NATO Secretary-General Jens Stoltenberg drew bipartisan applause and some 18 standing ovations Wednesday as he made a case to Congress for the survival of the trans-Atlantic alliance that was built out of the ashes of World War II, but his most important audience was not in the room.

Addressing a joint meeting of the House and Senate to commemorate NATO’s founding in Washington 70 years ago this week, Stoltenberg aimed much of his approximately 40-minute speech at answering President Trump’s skepticism and occasional hostility toward the alliance while throwing in some praise of the president as well.

The NATO chief thanked the United States for building and sustaining the alliance as it grew from 12 members to 29, and credited Trump for forcing a reckoning among NATO nations with how they fund their joint commitment to military defense.

“NATO allies must spend more on defense.
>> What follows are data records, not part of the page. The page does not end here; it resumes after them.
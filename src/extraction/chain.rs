use std::sync::atomic::{AtomicU64, Ordering};

use crate::browser::Browser;
use crate::models::RawRecord;

use super::strategy::{ExtractionStrategy, GridStrategy};

const ENABLE_LOGS: bool = true;

use crate::{log_info, log_warn};

/// Feeds the synthetic id fallback. Process-wide so two passes never hand out
/// the same synthetic id.
static ROW_SEQUENCE: AtomicU64 = AtomicU64::new(1);

/// Rows from the first strategy that produced any, tagged with its name.
#[derive(Debug, Clone, Default, PartialEq, Eq)]
pub struct ChainOutcome {
    pub strategy: Option<String>,
    pub records: Vec<RawRecord>,
}

/// Ordered list of strategies, tried first to last until one yields rows.
pub struct StrategyChain<B: Browser> {
    strategies: Vec<Box<dyn ExtractionStrategy<B>>>,
}

impl<B: Browser> StrategyChain<B> {
    pub fn new(strategies: Vec<Box<dyn ExtractionStrategy<B>>>) -> Self {
        Self { strategies }
    }

    /// Structurally specific layouts first, generic grid-ish markup last.
    pub fn with_default_strategies() -> Self {
        Self::new(
            default_grid_strategies()
                .into_iter()
                .map(|s| Box::new(s) as Box<dyn ExtractionStrategy<B>>)
                .collect(),
        )
    }

    pub fn len(&self) -> usize {
        self.strategies.len()
    }

    pub fn is_empty(&self) -> bool {
        self.strategies.is_empty()
    }

    pub async fn run(&self, browser: &B) -> ChainOutcome {
        for strategy in &self.strategies {
            match strategy.try_extract(browser).await {
                Ok(Some(mut records)) if !records.is_empty() => {
                    for record in &mut records {
                        record.sequence = ROW_SEQUENCE.fetch_add(1, Ordering::Relaxed);
                    }
                    log_info!(
                        "Strategy {} found {} assignment rows",
                        strategy.name(),
                        records.len()
                    );
                    return ChainOutcome {
                        strategy: Some(strategy.name().to_string()),
                        records,
                    };
                }
                Ok(_) => log_info!("Strategy {} found nothing", strategy.name()),
                Err(err) => log_warn!("Strategy {} failed: {err:#}", strategy.name()),
            }
        }
        log_warn!("No extraction strategy produced rows");
        ChainOutcome::default()
    }
}

pub fn default_grid_strategies() -> Vec<GridStrategy> {
    vec![
        GridStrategy::new(
            "ag-grid-component",
            "ag-grid-angular .ag-body-viewport .ag-center-cols-container",
            ".ag-row",
            ".ag-cell",
        ),
        GridStrategy::new("ag-grid", ".ag-center-cols-container", ".ag-row", ".ag-cell"),
        GridStrategy::new(
            "aria-grid",
            "[role='grid']",
            "[role='row']",
            "[role='gridcell']",
        ),
        GridStrategy::new("table", "table", "tbody tr", "td"),
        GridStrategy::new(
            "generic-grid",
            "[class*='grid']",
            "[class*='row']",
            "[class*='cell']",
        ),
    ]
}
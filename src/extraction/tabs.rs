use crate::browser::{find_first, Browser};

const ENABLE_LOGS: bool = true;

use crate::{log_debug, log_info};

/// Controls that switch the jobs view to open (unassigned) jobs.
pub const OPEN_JOBS_TAB_SELECTORS: &[&str] = &[
    "[role='tab'][aria-controls*='open']",
    "a[href*='/jobs/open']",
    "#open-jobs-tab",
    "[data-tab='open']",
];

/// Any tab at all. Only clicked when its label mentions open jobs.
pub const GENERIC_TAB_SELECTORS: &[&str] = &["[role='tab']", ".nav-tabs .nav-link"];

/// Click the open-jobs tab if one can be found. Returns whether a tab was
/// clicked; the default view may already be the right one, so `false` is not
/// an error.
pub async fn select_open_jobs_tab<B: Browser>(browser: &B) -> bool {
    let found = match find_first(browser, OPEN_JOBS_TAB_SELECTORS, None).await {
        Some((tab, index)) => Some((tab, OPEN_JOBS_TAB_SELECTORS[index])),
        None => find_labelled_tab(browser).await,
    };
    let Some((tab, selector)) = found else {
        log_debug!("No open-jobs tab found, using the default view");
        return false;
    };
    match browser.click(&tab).await {
        Ok(()) => {
            log_info!("Selected open jobs tab via {selector}");
            true
        }
        Err(err) => {
            log_debug!("Open-jobs tab click failed: {err:#}");
            false
        }
    }
}

async fn find_labelled_tab<B: Browser>(browser: &B) -> Option<(B::Element, &'static str)> {
    for &selector in GENERIC_TAB_SELECTORS {
        let tabs = match browser.find_all(selector, None).await {
            Ok(tabs) => tabs,
            Err(err) => {
                log_debug!("Tab lookup {selector} failed: {err:#}");
                continue;
            }
        };
        for tab in tabs {
            let label = browser.read_text(&tab).await.unwrap_or_default();
            if label.to_lowercase().contains("open") {
                return Some((tab, selector));
            }
        }
    }
    None
}
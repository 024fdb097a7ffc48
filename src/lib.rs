pub mod browser;
pub mod db;
pub mod dedup;
pub mod diagnostics;
pub mod extraction;
pub mod models;
pub mod monitor;
pub mod normalize;
pub mod notify;
pub mod session;
pub mod settings;
#[cfg_attr(not(feature = "chrome"), allow(dead_code))]
mod shutdown;
pub mod utils;

use std::path::PathBuf;

use anyhow::{bail, Context, Result};
use clap::{Parser, Subcommand};
use log::{info, warn};

use browser::Browser;
use db::Database;
use dedup::{DedupStore, SqliteJournal};
use diagnostics::DiagnosticsCollector;
use extraction::JobExtractor;
use monitor::{Monitor, MonitorTiming};
use notify::{
    EmailTransport, FanoutTransport, LogTransport, NotificationDispatcher, TelegramTransport,
    Transport,
};
use session::{SessionConfig, SessionController};
use settings::Settings;

#[derive(Parser, Debug)]
#[command(name = "jobwatch", version, about = "Alerts on newly posted assignments")]
pub struct Cli {
    /// JSON settings file. Environment variables override its values.
    #[arg(long, global = true, default_value = "jobwatch.json")]
    config: PathBuf,

    /// Show the browser window.
    #[arg(long, global = true)]
    headful: bool,

    #[command(subcommand)]
    command: Option<Command>,
}

#[derive(Subcommand, Debug, Clone, Copy, PartialEq, Eq)]
pub enum Command {
    /// Poll until stopped (default).
    Run,
    /// Send one test message through the configured channel and exit.
    TestAlert,
    /// Log in, print the assignments currently listed, and exit without alerting.
    Dump,
    /// Print the most recent entries of the seen journal.
    History {
        #[arg(long, default_value_t = 20)]
        limit: usize,
    },
}

pub fn run() -> Result<()> {
    let cli = Cli::parse();
    let runtime = tokio::runtime::Builder::new_multi_thread()
        .enable_all()
        .build()
        .context("failed to start tokio runtime")?;
    runtime.block_on(run_cli(cli))
}

async fn run_cli(cli: Cli) -> Result<()> {
    let mut settings = Settings::load(Some(cli.config.as_path()))?;
    settings.headful |= cli.headful;

    utils::init_logging(&settings.log_level, settings.log_file.as_deref())?;
    info!("jobwatch starting up...");

    match cli.command.unwrap_or(Command::Run) {
        Command::Run => {
            settings.validate()?;
            run_monitor(&settings).await
        }
        Command::TestAlert => test_alert(&settings).await,
        Command::Dump => {
            settings.validate()?;
            dump(&settings).await
        }
        Command::History { limit } => {
            print!("{}", journal_history(&settings, limit).await?);
            Ok(())
        }
    }
}

/// Every configured channel (Telegram, email). With none configured, alerts
/// only reach the log.
pub fn build_transport(settings: &Settings) -> Result<Box<dyn Transport>> {
    let mut channels: Vec<Box<dyn Transport>> = Vec::new();
    if settings.telegram.is_configured() {
        channels.push(Box::new(TelegramTransport::new(&settings.telegram)?));
    }
    if settings.email.is_configured() {
        channels.push(Box::new(EmailTransport::new(&settings.email)?));
    }
    match channels.len() {
        0 => {
            warn!("No alert channel configured; alerts will only be logged");
            Ok(Box::new(LogTransport))
        }
        1 => Ok(channels.remove(0)),
        _ => Ok(Box::new(FanoutTransport::new(channels))),
    }
}

/// Wire every component for `browser` from `settings`.
pub async fn build_monitor<B: Browser>(
    browser: B,
    settings: &Settings,
    transport: Box<dyn Transport>,
) -> Result<Monitor<B>> {
    let diagnostics = DiagnosticsCollector::new(&settings.diagnostics);
    let session = SessionController::new(
        browser,
        SessionConfig::from_settings(settings),
        diagnostics.clone(),
    );
    let extractor = JobExtractor::from_settings(settings, diagnostics.clone());
    let dispatcher = NotificationDispatcher::from_settings(transport, settings);

    let dedup = match &settings.seen_db_path {
        Some(path) => {
            let db = Database::new(path.clone())?;
            DedupStore::with_journal(Box::new(SqliteJournal::new(db))).await
        }
        None => DedupStore::new(),
    };

    let monitor = Monitor::new(
        session,
        extractor,
        dedup,
        dispatcher,
        diagnostics,
        MonitorTiming::from_settings(settings),
    );
    Ok(if settings.notify.announce_login {
        monitor.announce_login_as(settings.credentials.username.clone())
    } else {
        monitor
    })
}

/// The newest `limit` seen-journal entries, rendered for the terminal.
pub async fn journal_history(settings: &Settings, limit: usize) -> Result<String> {
    let Some(path) = &settings.seen_db_path else {
        bail!("no seen journal configured: set seen_db_path or JOBWATCH_SEEN_DB");
    };
    if !path.exists() {
        bail!("seen journal {} does not exist yet", path.display());
    }
    let db = Database::new(path.clone())?;
    let entries = db.recent_notified(limit).await?;
    Ok(monitor::format_history(db.path(), &entries))
}

async fn test_alert(settings: &Settings) -> Result<()> {
    let dispatcher = NotificationDispatcher::from_settings(build_transport(settings)?, settings);
    dispatcher.verify().await;
    if !dispatcher.send_test_alert().await {
        bail!("test alert was not delivered");
    }
    println!("Test alert delivered");
    Ok(())
}

#[cfg(feature = "chrome")]
async fn launch_browser(settings: &Settings) -> Result<browser::ChromeBrowser> {
    let options = browser::chrome::ChromeOptions {
        headful: settings.headful,
        executable: std::env::var_os("CHROME_PATH").map(PathBuf::from),
    };
    browser::ChromeBrowser::launch(&options).await
}

#[cfg(feature = "chrome")]
async fn run_monitor(settings: &Settings) -> Result<()> {
    let browser = launch_browser(settings).await?;
    let monitor = build_monitor(browser, settings, build_transport(settings)?).await?;

    let mut controller = monitor::MonitorController::new();
    controller.start(monitor)?;
    let waited = shutdown::wait_for_shutdown_signal().await;
    controller.stop().await?;
    waited
}

#[cfg(feature = "chrome")]
async fn dump(settings: &Settings) -> Result<()> {
    let browser = launch_browser(settings).await?;
    let mut monitor = build_monitor(browser, settings, Box::new(LogTransport)).await?;
    let discovered = monitor.discover().await;
    monitor.shutdown().await;
    print!("{}", monitor::format_dump(&discovered?));
    Ok(())
}

#[cfg(not(feature = "chrome"))]
async fn run_monitor(_settings: &Settings) -> Result<()> {
    no_browser_driver()
}

#[cfg(not(feature = "chrome"))]
async fn dump(_settings: &Settings) -> Result<()> {
    no_browser_driver()
}

#[cfg(not(feature = "chrome"))]
fn no_browser_driver() -> Result<()> {
    bail!("jobwatch was built without a browser driver; rebuild with `--features chrome`")
}

#[cfg(test)]
mod tests {
    use super::*;

    #[test]
    fn cli_defaults_to_run() {
        let cli = Cli::try_parse_from(["jobwatch"]).unwrap();
        assert_eq!(cli.command, None);
        assert_eq!(cli.config, PathBuf::from("jobwatch.json"));

        let cli = Cli::try_parse_from(["jobwatch", "dump", "--config", "x.json", "--headful"])
            .unwrap();
        assert_eq!(cli.command, Some(Command::Dump));
        assert_eq!(cli.config, PathBuf::from("x.json"));
        assert!(cli.headful);

        let cli = Cli::try_parse_from(["jobwatch", "test-alert"]).unwrap();
        assert_eq!(cli.command, Some(Command::TestAlert));

        let cli = Cli::try_parse_from(["jobwatch", "history", "--limit", "3"]).unwrap();
        assert_eq!(cli.command, Some(Command::History { limit: 3 }));
    }

    #[tokio::test]
    async fn history_reads_back_journal_entries() {
        let tmp = tempfile::tempdir().unwrap();
        let mut settings = Settings::default();
        assert!(journal_history(&settings, 5).await.is_err());

        let path = tmp.path().join("seen.db");
        settings.seen_db_path = Some(path.clone());
        assert!(journal_history(&settings, 5).await.is_err());

        {
            let journal = SqliteJournal::new(Database::new(path).unwrap());
            let record = normalize::normalize(&models::RawRecord {
                row_id: Some("10001".into()),
                client_name: Some("Acme Corp".into()),
                ..models::RawRecord::default()
            });
            dedup::SeenJournal::remember(&journal, &record, true)
                .await
                .unwrap();
        }

        let text = journal_history(&settings, 5).await.unwrap();
        assert!(text.starts_with("Last 1 notifications in "));
        assert!(text.contains(" sent   10001  Acme Corp at "));
    }

    #[test]
    fn unconfigured_telegram_falls_back_to_log() {
        let transport = build_transport(&Settings::default()).unwrap();
        assert_eq!(transport.name(), "log");
    }

    #[tokio::test]
    async fn configured_channels_are_combined() {
        let mut settings = Settings::default();
        settings.telegram.bot_token = "123456:ABCDEFGH".into();
        settings.telegram.chat_id = "42".into();
        assert_eq!(build_transport(&settings).unwrap().name(), "telegram");

        settings.email.smtp_server = "smtp.example.com".into();
        settings.email.username = "alerts@example.com".into();
        settings.email.password = "app-password".into();
        assert_eq!(build_transport(&settings).unwrap().name(), "telegram+email");
    }
}
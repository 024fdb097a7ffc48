pub mod notified;
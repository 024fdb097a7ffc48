/// Collapse runs of whitespace (including the newlines rendered text picks up
/// from nested markup) into single spaces and trim the ends.
pub fn normalize_ws(s: &str) -> String {
    let mut out = String::with_capacity(s.len());
    let mut prev_space = false;
    for ch in s.chars() {
        if ch.is_whitespace() {
            if !prev_space {
                out.push(' ');
                prev_space = true;
            }
        } else {
            out.push(ch);
            prev_space = false;
        }
    }
    out.trim().to_string()
}

/// Lowercase and drop everything but ASCII letters and digits, so that
/// `customerName`, `customer-name` and `CUSTOMER_NAME` compare equal.
pub fn squash_key(s: &str) -> String {
    s.chars()
        .filter(|c| c.is_ascii_alphanumeric())
        .map(|c| c.to_ascii_lowercase())
        .collect()
}
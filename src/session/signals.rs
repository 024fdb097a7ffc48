//! Selector lists and post-login signals for the target application. Every
//! list is in priority order; the first match wins.

use std::time::Duration;

use crate::browser::{find_first, wait_for, wait_until, Browser};

pub const USERNAME_SELECTORS: &[&str] = &[
    "input[name='email']",
    "input[type='email']",
    "input[name='username']",
    "input[formcontrolname='email']",
    "#email",
];

pub const PASSWORD_SELECTORS: &[&str] = &[
    "input[name='password']",
    "input[type='password']",
    "input[formcontrolname='password']",
    "#password",
];

pub const SUBMIT_SELECTORS: &[&str] = &[
    "button[name='btn-login']",
    "button[type='submit']",
    "input[type='submit']",
    "form button",
];

pub const POST_LOGIN_URL_PATTERNS: &[&str] = &["/jobs", "/dashboard", "/home", "/calendar"];

pub const POST_LOGIN_ELEMENTS: &[&str] = &[
    ".ag-body-viewport",
    "ag-grid-angular",
    "[routerlink='/jobs']",
    "nav.navbar",
];

pub const POST_LOGIN_KEYWORDS: &[&str] = &["Logout", "Log Out", "Sign Out", "Open Jobs", "My Jobs"];

pub const LOGIN_SURFACE_MARKERS: &[&str] = &["/login", "/signin"];

/// Which signal confirmed the login.
#[derive(Debug, Clone, Copy, PartialEq, Eq)]
pub enum LoginSignal {
    Url,
    Element,
    Keyword,
}

#[derive(Debug, Clone, Copy, PartialEq, Eq)]
pub enum LoginOutcome {
    Confirmed(LoginSignal),
    /// No signal fired but the page left the login surface.
    Assumed,
    Failed,
}

impl LoginOutcome {
    pub fn is_success(&self) -> bool {
        !matches!(self, LoginOutcome::Failed)
    }
}

pub fn is_login_surface(url: &str) -> bool {
    let url = url.to_ascii_lowercase();
    LOGIN_SURFACE_MARKERS.iter().any(|marker| url.contains(marker))
}

pub fn matches_post_login_url(url: &str) -> bool {
    let url = url.to_ascii_lowercase();
    !is_login_surface(&url) && POST_LOGIN_URL_PATTERNS.iter().any(|p| url.contains(p))
}

pub fn contains_post_login_keyword(source: &str) -> bool {
    POST_LOGIN_KEYWORDS.iter().any(|kw| source.contains(kw))
}

/// Run the signal battery after the credentials were submitted. Each signal
/// is tried in turn; falling through all of them is only a failure if the
/// page still sits on the login surface.
pub async fn classify_login<B: Browser>(
    browser: &B,
    timeout: Duration,
    poll: Duration,
) -> LoginOutcome {
    let url_signal = wait_until(timeout, poll, move || async move {
        browser
            .current_url()
            .await
            .ok()
            .filter(|url| matches_post_login_url(url))
    })
    .await;
    if url_signal.is_ok() {
        return LoginOutcome::Confirmed(LoginSignal::Url);
    }

    // The grid usually renders within a fraction of the full wait.
    let element_timeout = timeout / 2;
    let element_signal = wait_until(element_timeout, poll, move || async move {
        find_first(browser, POST_LOGIN_ELEMENTS, None).await.map(|_| ())
    })
    .await;
    if element_signal.is_ok() {
        return LoginOutcome::Confirmed(LoginSignal::Element);
    }

    if let Ok(source) = browser.page_source().await {
        if contains_post_login_keyword(&source) {
            return LoginOutcome::Confirmed(LoginSignal::Keyword);
        }
    }

    match browser.current_url().await {
        Ok(url) if !is_login_surface(&url) => LoginOutcome::Assumed,
        _ => LoginOutcome::Failed,
    }
}

/// Wait for the first credential field selector to materialize.
pub async fn wait_for_any<B: Browser>(
    browser: &B,
    selectors: &[&str],
    timeout: Duration,
    poll: Duration,
) -> Option<B::Element> {
    match selectors {
        [] => None,
        [only] => wait_for(browser, only, None, timeout, poll).await.ok(),
        _ => wait_until(timeout, poll, move || async move {
            find_first(browser, selectors, None).await.map(|(el, _)| el)
        })
        .await
        .ok(),
    }
}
This has been the clear message from President Trump, and this message is having a real impact,” Stoltenberg said, prompting Vice President Pence, seated behind him, to leap to his feet. House Speaker Nancy Pelosi (D-Calif.) followed a few moments later.

The NATO chief spoke at the invitation of Senate Majority Leader Mitch McConnell (R-Ky) and Pelosi. The rare joint invitation is a mark of Republican distaste for Trump’s harsh treatment of NATO allies.

Trump did not invite other NATO leaders for a grand summit to honor the anniversary, and many of those leaders were reluctant to hold such a meeting anyway because of Trump’s confrontational behavior at past gatherings.

“We have to be frank,” he said. “Questions are being asked on both sides of the Atlantic about the strength,” of NATO.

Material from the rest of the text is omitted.